*** Opening Records to use ***
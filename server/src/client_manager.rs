//! Connection registry for the relay server
//!
//! This module tracks every live socket the relay is serving:
//! - Connection lifecycle (connect, disconnect)
//! - The outbound queue each connection's writer task drains
//! - The latest presence record reported by each connection
//!
//! The registry is owned by the single relay loop, so it is never shared
//! across tasks and needs no lock.

use log::info;
use shared::{ConnectionId, PlayerState, PresenceRecord};
use std::collections::HashMap;
use std::net::SocketAddr;
use std::time::Instant;
use thiserror::Error;
use tokio::sync::mpsc;
use tokio::sync::mpsc::error::TrySendError;

/// Why a frame could not be queued for a connection
#[derive(Debug, Error, PartialEq, Eq)]
pub enum DeliveryError {
    #[error("client {0} is not connected")]
    UnknownClient(ConnectionId),
    #[error("outbound queue for client {0} is full")]
    QueueFull(ConnectionId),
    #[error("client {0} closed its outbound queue")]
    Closed(ConnectionId),
}

/// Represents a connected client and the last state it reported
#[derive(Debug)]
pub struct Client {
    /// Unique client identifier assigned by the server
    pub id: ConnectionId,
    /// Peer address, kept for logging
    pub addr: SocketAddr,
    /// When the socket was accepted
    pub connected_at: Instant,
    /// Last `move` payload received from this client
    pub presence: Option<PresenceRecord>,
    sender: mpsc::Sender<String>,
}

impl Client {
    pub fn new(id: ConnectionId, addr: SocketAddr, sender: mpsc::Sender<String>) -> Self {
        Self {
            id,
            addr,
            connected_at: Instant::now(),
            presence: None,
            sender,
        }
    }

    /// Replaces the stored presence wholesale
    pub fn update_presence(&mut self, state: PlayerState) {
        self.presence = Some(PresenceRecord::new(self.id, state));
    }

    pub fn display_name(&self) -> Option<&str> {
        self.presence
            .as_ref()
            .map(|record| record.state.name.as_str())
            .filter(|name| !name.is_empty())
    }

    /// Queues a frame without waiting.
    ///
    /// A full queue means the peer is not keeping up; the frame is dropped
    /// for this peer only and the next heartbeat supersedes it.
    pub fn send(&self, frame: String) -> Result<(), DeliveryError> {
        self.sender.try_send(frame).map_err(|e| match e {
            TrySendError::Full(_) => DeliveryError::QueueFull(self.id),
            TrySendError::Closed(_) => DeliveryError::Closed(self.id),
        })
    }
}

/// Manages all connected clients
///
/// Assigns identifiers, enforces the optional capacity limit and routes
/// frames to each connection's outbound queue.
pub struct ClientManager {
    /// Connected clients indexed by their unique ID
    clients: HashMap<ConnectionId, Client>,
    /// Next available client ID for new connections
    next_client_id: ConnectionId,
    /// Maximum number of concurrent clients allowed
    max_clients: usize,
}

impl ClientManager {
    /// Creates a new client manager with the specified capacity limit
    ///
    /// Client IDs start from 1 and are never reused within a process.
    pub fn new(max_clients: usize) -> Self {
        Self {
            clients: HashMap::new(),
            next_client_id: 1,
            max_clients,
        }
    }

    /// Registers a freshly accepted connection
    ///
    /// Returns None if the server is at capacity.
    pub fn add_client(
        &mut self,
        addr: SocketAddr,
        sender: mpsc::Sender<String>,
    ) -> Option<ConnectionId> {
        if self.clients.len() >= self.max_clients {
            return None;
        }

        let client_id = self.next_client_id;
        self.next_client_id += 1;

        info!("Client {} connected from {}", client_id, addr);
        self.clients
            .insert(client_id, Client::new(client_id, addr, sender));

        Some(client_id)
    }

    /// Removes a client from the server
    ///
    /// Returns true only the first time for a given ID, so callers can
    /// announce the departure exactly once. Dropping the client drops its
    /// outbound sender, which ends the connection's writer task.
    pub fn remove_client(&mut self, client_id: &ConnectionId) -> bool {
        if let Some(client) = self.clients.remove(client_id) {
            info!(
                "Client {} disconnected after {:.1}s",
                client.id,
                client.connected_at.elapsed().as_secs_f32()
            );
            true
        } else {
            false
        }
    }

    pub fn get(&self, client_id: &ConnectionId) -> Option<&Client> {
        self.clients.get(client_id)
    }

    /// Stores the latest presence for a client. Returns false if unknown.
    pub fn update_presence(&mut self, client_id: ConnectionId, state: PlayerState) -> bool {
        if let Some(client) = self.clients.get_mut(&client_id) {
            client.update_presence(state);
            true
        } else {
            false
        }
    }

    pub fn display_name(&self, client_id: &ConnectionId) -> Option<&str> {
        self.clients.get(client_id).and_then(Client::display_name)
    }

    /// All live connection IDs in ascending order
    pub fn connection_ids(&self) -> Vec<ConnectionId> {
        let mut ids: Vec<ConnectionId> = self.clients.keys().copied().collect();
        ids.sort_unstable();
        ids
    }

    pub fn send(&self, client_id: ConnectionId, frame: String) -> Result<(), DeliveryError> {
        match self.clients.get(&client_id) {
            Some(client) => client.send(frame),
            None => Err(DeliveryError::UnknownClient(client_id)),
        }
    }

    /// Returns the number of currently connected clients
    pub fn len(&self) -> usize {
        self.clients.len()
    }

    /// Returns true if no clients are currently connected
    pub fn is_empty(&self) -> bool {
        self.clients.is_empty()
    }
}
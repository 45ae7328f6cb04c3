//! Local cache of every other connection's last known state.

use log::debug;
use shared::partition::is_visible;
use shared::protocol::AdminUpdate;
use shared::{ConnectionId, PlayerState, PresenceRecord, Zone};
use std::collections::HashMap;

#[derive(Debug, Default)]
pub struct PresenceDirectory {
    records: HashMap<ConnectionId, PresenceRecord>,
    local_id: Option<ConnectionId>,
}

impl PresenceDirectory {
    pub fn new() -> Self {
        Self::default()
    }

    /// Records which ID belongs to this session and evicts it if present.
    pub fn set_local_id(&mut self, id: ConnectionId) {
        self.local_id = Some(id);
        self.records.remove(&id);
    }

    pub fn local_id(&self) -> Option<ConnectionId> {
        self.local_id
    }

    /// Replaces the record for `id` wholesale.
    ///
    /// The mute flag is carried over: it is set by admin updates, never by
    /// the player, and the next heartbeat would otherwise clear it within
    /// one tick.
    pub fn apply_move(&mut self, id: ConnectionId, state: PlayerState) {
        if Some(id) == self.local_id {
            debug!("Ignoring move echoed back for local connection {}", id);
            return;
        }
        let muted = self.records.get(&id).is_some_and(|r| r.muted);
        self.records.insert(
            id,
            PresenceRecord {
                id,
                state,
                muted,
            },
        );
    }

    pub fn apply_disconnect(&mut self, id: ConnectionId) -> Option<PresenceRecord> {
        self.records.remove(&id)
    }

    /// Patches every record whose display name matches. Returns how many matched.
    pub fn apply_admin_update(&mut self, update: &AdminUpdate) -> usize {
        let mut matched = 0;
        for record in self.records.values_mut() {
            if record.state.name != update.player_name {
                continue;
            }
            if let Some(class) = update.new_class.as_deref().filter(|c| !c.is_empty()) {
                record.state.class = class.to_string();
            }
            if let Some(muted) = update.muted {
                record.muted = muted;
            }
            matched += 1;
        }
        matched
    }

    pub fn get(&self, id: &ConnectionId) -> Option<&PresenceRecord> {
        self.records.get(id)
    }

    pub fn is_muted(&self, name: &str) -> bool {
        self.records
            .values()
            .any(|record| record.muted && record.state.name == name)
    }

    pub fn records(&self) -> impl Iterator<Item = &PresenceRecord> {
        self.records.values()
    }

    /// Records the renderer should draw for a viewer in `local`.
    pub fn visible<'a>(&'a self, local: &'a Zone) -> impl Iterator<Item = &'a PresenceRecord> + 'a {
        self.records
            .values()
            .filter(move |record| is_visible(local, record))
    }

    pub fn len(&self) -> usize {
        self.records.len()
    }

    pub fn is_empty(&self) -> bool {
        self.records.is_empty()
    }
}
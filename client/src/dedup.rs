//! Duplicate suppression for chat deliveries.
//!
//! A message is identified by its sender name and the sender's millisecond
//! timestamp. Keys are remembered for a fixed horizon and then evicted in
//! arrival order, so memory is bounded by the chat rate rather than the
//! session length.

use shared::{ChatKey, ChatMessage};
use std::collections::{HashMap, VecDeque};
use std::time::{Duration, Instant};

/// Longer than any plausible relay delay.
pub const DEFAULT_HORIZON: Duration = Duration::from_secs(60);

#[derive(Debug)]
pub struct MessageFilter {
    horizon: Duration,
    seen: HashMap<ChatKey, Instant>,
    order: VecDeque<(Instant, ChatKey)>,
}

impl Default for MessageFilter {
    fn default() -> Self {
        Self::new(DEFAULT_HORIZON)
    }
}

impl MessageFilter {
    pub fn new(horizon: Duration) -> Self {
        Self {
            horizon,
            seen: HashMap::new(),
            order: VecDeque::new(),
        }
    }

    /// True the first time a key is seen within the horizon.
    pub fn should_deliver(&mut self, msg: &ChatMessage, now: Instant) -> bool {
        self.evict(now);

        let key = msg.key();
        if self.seen.contains_key(&key) {
            return false;
        }
        self.seen.insert(key.clone(), now);
        self.order.push_back((now, key));
        true
    }

    fn evict(&mut self, now: Instant) {
        while let Some((at, _)) = self.order.front() {
            if now.saturating_duration_since(*at) < self.horizon {
                break;
            }
            if let Some((_, key)) = self.order.pop_front() {
                self.seen.remove(&key);
            }
        }
    }

    pub fn len(&self) -> usize {
        self.seen.len()
    }

    pub fn is_empty(&self) -> bool {
        self.seen.is_empty()
    }
}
*** Closing Records to use ***
> Aim of the exercise: Could you please retype the lines from the start of the data through the line with "use thiserror::Error;", both included, and nothing else?

> Result of this task:
filename server/src/client_manager.rs
//! Connection registry for the relay server
//!
//! This module tracks every live socket the relay is serving:
//! - Connection lifecycle (connect, disconnect)
//! - The outbound queue each connection's writer task drains
//! - The latest presence record reported by each connection
//!
//! The registry is owned by the single relay loop, so it is never shared
//! across tasks and needs no lock.

use log::info;
use shared::{ConnectionId, PlayerState, PresenceRecord};
use std::collections::HashMap;
use std::net::SocketAddr;
use std::time::Instant;
use thiserror::Error;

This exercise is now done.